### REQUIRED ACTION
Given the entries below, copy each of them out exactly.

━━━ LISTED RECORDS ━━━

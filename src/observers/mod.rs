//! Ready-made break observers.
//!
//! Use [`TracingObserver`] to turn break notifications into log events, or
//! [`FnObserver`] to hand them to a closure (alerting, counters, tests).
//! Anything else can implement [`Observer`](crate::core::Observer) directly.

mod func;
mod log;

pub use func::FnObserver;
pub use log::TracingObserver;
//! Core traits for the simple-circuit library.
//!
//! [`Failure`] is how a payload error tells the breaker which category it
//! belongs to; [`Observer`] is the hook the fixed-window breaker notifies when
//! it breaks.

use crate::core::error::ObserverError;

use std::fmt::Debug;
use std::hash::Hash;
use std::sync::Arc;

/// An error that can be counted by a circuit breaker.
///
/// Failures are counted per [`Failure::Kind`], never per message, so two
/// timeouts with different text land in the same bucket. The error is cloned
/// when the breaker caches it for fast-fail.
///
/// # Example Implementation
///
/// ```rust
/// use simple_circuit::core::Failure;
///
/// #[derive(Debug, Clone)]
/// enum DbError {
///     Deadlock,
///     Disconnected(String),
/// }
///
/// impl Failure for DbError {
///     type Kind = &'static str;
///
///     fn kind(&self) -> &'static str {
///         match self {
///             DbError::Deadlock => "deadlock",
///             DbError::Disconnected(_) => "disconnected",
///         }
///     }
/// }
/// ```
pub trait Failure: Clone + Send + Sync {
    /// The category discriminator used as the accounting key.
    type Kind: Eq + Hash + Clone + Debug + Send + Sync;

    /// Returns the category of this failure.
    fn kind(&self) -> Self::Kind;
}

/// Receives a notification when a fixed-window breaker breaks.
///
/// `notify` runs synchronously on the thread whose call tripped the breaker,
/// after the breaker's internal lock has been released. Whatever the observer
/// does (an `Err` or even a panic) is logged and discarded; the caller still
/// gets the payload error that caused the trip.
pub trait Observer: Send + Sync + Debug {
    /// Handles a break notification.
    fn notify(&self, message: &str) -> Result<(), ObserverError>;
}

/// An arc-wrapped observer for shared ownership.
pub type ArcObserver = Arc<dyn Observer>;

━━━

### ANSWER FOR THE TASK
filename src/observers/mod.rs
//! Ready-made break observers.
//!
//! Use [`TracingObserver`] to turn break notifications into log events, or
//! [`FnObserver`] to hand them to a closure (alerting, counters, tests).
//! Anything else can implement [`Observer`](crate::core::Observer) directly.

mod func;
mod log;

pub use func::FnObserver;
pub use log::TracingObserver;
//! Core traits for the simple-circuit library.
//!
//! [`Failure`] is how a payload error tells the breaker which category it
//! belongs to; [`Observer`] is the hook the fixed-window breaker notifies when
//! it breaks.

use crate::core::error::ObserverError;

use std::fmt::Debug;
use std::hash::Hash;
use std::sync::Arc;

/// An error that can be counted by a circuit breaker.
///
/// Failures are counted per [`Failure::Kind`], never per message, so two
/// timeouts with different text land in the same bucket. The error is cloned
/// when the breaker caches it for fast-fail.
///
/// # Example Implementation
///
/// ```rust
/// use simple_circuit::core::Failure;
///
/// #[derive(Debug, Clone)]
/// enum DbError {
///     Deadlock,
///     Disconnected(String),
/// }
///
/// impl Failure for DbError {
///     type Kind = &'static str;
///
///     fn kind(&self) -> &'static str {
///         match self {
///             DbError::Deadlock => "deadlock",
///             DbError::Disconnected(_) => "disconnected",
///         }
///     }
/// }
/// ```
pub trait Failure: Clone + Send + Sync {
    /// The category discriminator used as the accounting key.
    type Kind: Eq + Hash + Clone + Debug + Send + Sync;

    /// Returns the category of this failure.
    fn kind(&self) -> Self::Kind;
}

/// Receives a notification when a fixed-window breaker breaks.
///
/// `notify` runs synchronously on the thread whose call tripped the breaker,
/// after the breaker's internal lock has been released. Whatever the observer
/// does (an `Err` or even a panic) is logged and discarded; the caller still
/// gets the payload error that caused the trip.
pub trait Observer: Send + Sync + Debug {
    /// Handles a break notification.
    fn notify(&self, message: &str) -> Result<(), ObserverError>;
}

/// An arc-wrapped observer for shared ownership.
pub type ArcObserver = Arc<dyn Observer>;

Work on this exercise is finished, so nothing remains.